● **TO DO**:
Send back every line of the data exactly.

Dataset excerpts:
****

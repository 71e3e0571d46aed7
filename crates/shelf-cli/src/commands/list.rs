use shelf_core::config::EngineConfig;

use crate::commands::common::{normalize_search_query, open_engine, print_books};
use crate::error::CliError;

pub async fn run_list(as_json: bool, config: &EngineConfig) -> Result<(), CliError> {
    let coordinator = open_engine(config)?;
    let books = coordinator.list_all().next().await?;
    print_books(&books, as_json)
}

pub async fn run_search(query: &str, as_json: bool, config: &EngineConfig) -> Result<(), CliError> {
    let normalized_query = normalize_search_query(query)?;
    let coordinator = open_engine(config)?;
    let books = coordinator.search_local(normalized_query).next().await?;
    print_books(&books, as_json)
}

****

● **TASK ANSWER**:
repository 71e3e0571d46aed7
filename crates/shelf-cli/src/commands/list.rs
use shelf_core::config::EngineConfig;

use crate::commands::common::{normalize_search_query, open_engine, print_books};
use crate::error::CliError;

pub async fn run_list(as_json: bool, config: &EngineConfig) -> Result<(), CliError> {
    let coordinator = open_engine(config)?;
    let books = coordinator.list_all().next().await?;
    print_books(&books, as_json)
}

pub async fn run_search(query: &str, as_json: bool, config: &EngineConfig) -> Result<(), CliError> {
    let normalized_query = normalize_search_query(query)?;
    let coordinator = open_engine(config)?;
    let books = coordinator.search_local(normalized_query).next().await?;
    print_books(&books, as_json)
}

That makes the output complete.